I have a question. We have a 2 node HA Configuration with several ESXi hosts having both nodes as iSCSI paths.

So if I understand Active / Active, at any one point in time, different hosts could be accessing the same LUN on different nodes. Both are making updates.

So what happens if I lose my sync channel because of nic or switch failure?

Neither node is down. But it can no longer sync updates. Which Node becomes the survivor? Doesn't one of them have to lose data?

I guess the same issue is relevant in a 3 node configuration.

Thanks,

Fri May 09, 2014 11:55 am

Situation you're talking about is referred as a "brain split" issue and is quite known in a clustered environments.

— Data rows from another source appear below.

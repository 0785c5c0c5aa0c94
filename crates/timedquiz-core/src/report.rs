//! Final scoring, verdict, and per-item review.

use std::path::Path;

use anyhow::{Context, Result};
use chrono::{DateTime, Utc};
use serde::{Deserialize, Serialize};
use uuid::Uuid;

use crate::error::QuizError;
use crate::model::{Resolution, Verdict, NO_ANSWER};
use crate::session::ExamSession;

/// The scored summary of a finished exam.
#[derive(Debug, Clone, Serialize, Deserialize)]
pub struct ExamReport {
    /// Session identifier.
    pub id: Uuid,
    /// When the report was produced.
    pub created_at: DateTime<Utc>,
    /// Number of correctly answered items.
    pub score: usize,
    /// Number of items in the session.
    pub total: usize,
    /// Score as a percentage, rounded to two decimals.
    pub percentage: f64,
    /// Threshold the verdict was computed against.
    pub pass_threshold: f64,
    pub verdict: Verdict,
    /// One record per item, in presentation order.
    pub review: Vec<ReviewRecord>,
    /// Mean countdown ticks used per item.
    pub avg_seconds_per_item: f64,
    /// Wall-clock duration of the session in milliseconds.
    pub duration_ms: u64,
}

/// What the user saw and chose for one item.
#[derive(Debug, Clone, Serialize, Deserialize)]
pub struct ReviewRecord {
    /// 1-based position in the session.
    pub number: usize,
    pub question_text: String,
    pub correct_choice_text: String,
    /// `None` when the item timed out.
    pub user_choice_text: Option<String>,
    pub is_correct: bool,
    pub resolution: Resolution,
    pub seconds_used: u32,
}

impl ReviewRecord {
    /// The user's choice, or "No Answer".
    pub fn user_choice_display(&self) -> &str {
        self.user_choice_text.as_deref().unwrap_or(NO_ANSWER)
    }
}

/// Round to two decimal places.
pub fn round2(value: f64) -> f64 {
    (value * 100.0).round() / 100.0
}

/// `score / total` as a two-decimal percentage; an empty exam scores 0.
pub fn percentage(score: usize, total: usize) -> f64 {
    if total == 0 {
        return 0.0;
    }
    round2(score as f64 / total as f64 * 100.0)
}

pub fn verdict(percentage: f64, pass_threshold: f64) -> Verdict {
    if percentage >= pass_threshold {
        Verdict::Pass
    } else {
        Verdict::Fail
    }
}

impl ExamReport {
    /// Score a finished session.
    pub fn from_session(session: &ExamSession, pass_threshold: f64) -> Result<Self, QuizError> {
        if !session.is_finished() {
            return Err(QuizError::InvalidStateTransition {
                operation: "score",
                state: session.state(),
            });
        }

        let review: Vec<ReviewRecord> = session
            .items()
            .iter()
            .enumerate()
            .map(|(i, item)| ReviewRecord {
                number: i + 1,
                question_text: item.text().to_string(),
                correct_choice_text: item
                    .choice_text(item.correct_display())
                    .unwrap_or_default()
                    .to_string(),
                user_choice_text: item
                    .user_answer()
                    .and_then(|d| item.choice_text(d))
                    .map(str::to_string),
                is_correct: item.is_correct(),
                resolution: item.resolution(),
                seconds_used: item.seconds_used(),
            })
            .collect();

        let total = session.len();
        let score = session.score();
        let percentage = percentage(score, total);
        let avg_seconds_per_item = if total == 0 {
            0.0
        } else {
            round2(review.iter().map(|r| f64::from(r.seconds_used)).sum::<f64>() / total as f64)
        };
        let duration_ms = session
            .finished_at()
            .map(|end| (end - session.started_at()).num_milliseconds().max(0) as u64)
            .unwrap_or(0);

        Ok(Self {
            id: session.id(),
            created_at: Utc::now(),
            score,
            total,
            percentage,
            pass_threshold,
            verdict: verdict(percentage, pass_threshold),
            review,
            avg_seconds_per_item,
            duration_ms,
        })
    }

    /// Items the user got wrong or left unanswered.
    pub fn missed(&self) -> impl Iterator<Item = &ReviewRecord> {
        self.review.iter().filter(|r| !r.is_correct)
    }

    /// Write the report as JSON.
    pub fn save_json(&self, path: &Path) -> Result<()> {
        let json = serde_json::to_string_pretty(self).context("failed to serialize report")?;
        if let Some(parent) = path.parent() {
            std::fs::create_dir_all(parent)?;
        }
        std::fs::write(path, json)
            .with_context(|| format!("failed to write report to {}", path.display()))?;
        Ok(())
    }
}
//! JSON question bank parser.
//!
//! Parses the bank format, rejects records whose answer key cannot be
//! resolved, and reports softer issues as validation warnings.

use std::path::Path;
use std::sync::Arc;

use anyhow::{Context, Result};
use serde::Deserialize;

use crate::error::QuizError;
use crate::model::Question;
use crate::traits::QuestionSource;

/// On-disk record shape.
#[derive(Debug, Deserialize)]
struct RawQuestion {
    question: String,
    #[serde(default)]
    image: Option<String>,
    answers: Vec<String>,
    correct: i64,
}

/// The canonical, immutable set of questions an exam draws from.
#[derive(Debug, Clone, Default)]
pub struct QuestionBank {
    questions: Arc<[Question]>,
}

impl QuestionBank {
    /// Build a bank, rejecting any question whose correct index is not one of
    /// its choices.
    pub fn new(questions: Vec<Question>) -> Result<Self, QuizError> {
        if let Some((n, q)) = questions
            .iter()
            .enumerate()
            .find(|(_, q)| q.correct >= q.choices.len())
        {
            return Err(QuizError::InvalidAnswerKey {
                question: n + 1,
                correct: q.correct,
                choices: q.choices.len(),
            });
        }

        Ok(Self {
            questions: questions.into(),
        })
    }

    pub fn questions(&self) -> &[Question] {
        &self.questions
    }

    pub fn len(&self) -> usize {
        self.questions.len()
    }

    pub fn is_empty(&self) -> bool {
        self.questions.is_empty()
    }
}

/// Parse a bank file from disk.
pub fn parse_bank(path: &Path) -> Result<QuestionBank> {
    let content = std::fs::read_to_string(path)
        .with_context(|| format!("failed to read question bank: {}", path.display()))?;

    parse_bank_str(&content, &path.display().to_string())
}

/// Parse bank JSON. `origin` only labels error messages.
pub fn parse_bank_str(content: &str, origin: &str) -> Result<QuestionBank> {
    let raw: Vec<RawQuestion> = serde_json::from_str(content)
        .with_context(|| format!("failed to parse question bank JSON: {origin}"))?;

    let questions = raw
        .into_iter()
        .enumerate()
        .map(|(n, q)| {
            let correct = usize::try_from(q.correct)
                .ok()
                .filter(|&c| c < q.answers.len())
                .with_context(|| {
                    format!(
                        "question {} in {origin}: correct index {} outside {} answers",
                        n + 1,
                        q.correct,
                        q.answers.len()
                    )
                })?;
            Ok(Question {
                text: q.question,
                image: q.image.filter(|i| !i.trim().is_empty()),
                choices: q.answers,
                correct,
            })
        })
        .collect::<Result<Vec<_>>>()?;

    QuestionBank::new(questions).with_context(|| format!("invalid question bank: {origin}"))
}

/// Fetch a bank from `source` for a new exam.
///
/// Any failure becomes [`QuizError::LoadFailure`]; an empty bank becomes
/// [`QuizError::NoQuestionsAvailable`].
pub async fn load_from(source: &dyn QuestionSource) -> Result<QuestionBank, QuizError> {
    let bank = source.load().await.map_err(|e| {
        tracing::error!("failed to load questions from {}: {e:#}", source.location());
        QuizError::LoadFailure(format!("{e:#}"))
    })?;

    if bank.is_empty() {
        return Err(QuizError::NoQuestionsAvailable);
    }

    tracing::info!("loaded {} questions from {}", bank.len(), source.location());
    Ok(bank)
}

/// A warning from bank validation.
#[derive(Debug, Clone)]
pub struct ValidationWarning {
    /// 1-based question number (if applicable).
    pub question: Option<usize>,
    /// Warning message.
    pub message: String,
}

/// Check a parsed bank for issues that do not prevent an exam from running.
pub fn validate_bank(bank: &QuestionBank) -> Vec<ValidationWarning> {
    let mut warnings = Vec::new();

    if bank.is_empty() {
        warnings.push(ValidationWarning {
            question: None,
            message: "bank contains no questions".into(),
        });
    }

    let mut seen_text = std::collections::HashSet::new();
    for (n, q) in bank.questions().iter().enumerate() {
        let number = Some(n + 1);

        if q.text.trim().is_empty() {
            warnings.push(ValidationWarning {
                question: number,
                message: "question text is empty".into(),
            });
        } else if !seen_text.insert(q.text.trim()) {
            warnings.push(ValidationWarning {
                question: number,
                message: format!("duplicate question: {}", q.text.trim()),
            });
        }

        if q.choices.len() < 2 {
            warnings.push(ValidationWarning {
                question: number,
                message: format!("only {} answer choice(s)", q.choices.len()),
            });
        }

        let mut seen_choices = std::collections::HashSet::new();
        for choice in &q.choices {
            if !seen_choices.insert(choice.trim()) {
                warnings.push(ValidationWarning {
                    question: number,
                    message: format!("duplicate answer choice: {}", choice.trim()),
                });
            }
        }
    }

    warnings
}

2 (or any other even number of) nodes would require a redundant heartbeat networks running between them. So with no sync channels alive one (or group) of the nodes would turn itself (themselves) OFF with no access to so-called "master" token.

3 (of any other odd number of) nodes are immune as they have quorum (voting majority).

BillArchway · Fri May 09, 2014 1:46 pm

Thanks for the response.

This is not important. I'm just curious.

So in terms of a StarWind HA perspective, I have 2 nodes. ESX is happily load balanced between the 2. We lose sync and node 2 shuts down (or node 2 crashes). ESX happily switches to the remaining valid path and keeps working. I've seen that happen and it worked as advertised.

But what happens to the pending update on Node 2 before it shut down? How does ESX know that now that last update didn't happen? Does it not report to ESX that the update is successful until it is sync'ed?

I assume in this scenario, that once the sync link is restored (or node 2 comes back online) a full sync would be required.

Again, thanks. This is the programmer in me, lol.

Fri May 09, 2014 3:49 pm

"Pending updates" actually never happen. Data is confirmed by node when all partner nodes have write ether in cache (write-back) or on disk (write-thru). If requestor has no response on some period of time timeout happens, request get aborted, path marked as "failed" and request submitted to the other node. That's the way MPIO works.

Full sync or fast sync depends on amount of data (delta) being different between nodes. With a big differences it makes sense to stream ALL the data instead of processing changed block tracker bitmap (big writes go faster then a bunch of a small out-of-bound ones).

BillArchway wrote:Thanks for the response.

This is not important. I'm just curious.

So in terms of a StarWind HA perspective, I have 2 nodes. ESX is happily load balanced between the 2. We lose sync and node 2 shuts down (or node 2 crashes). ESX happily switches to the remaining valid path and keeps working. I've seen that happen and it worked as advertised.

But what happens to the pending update on Node 2 before it shut down? How does ESX know that now that last update didn't happen? Does it not report to ESX that the update is successful until it is sync'ed?

I assume in this scenario, that once the sync link is restored (or node 2 comes back online) a full sync would be required.

Again, thanks. This is the programmer in me, lol.

BillArchway · Fri May 09, 2014 4:35 pm

Great. Makes sense.

Thanks,

Fri May 09, 2014 4:57 pm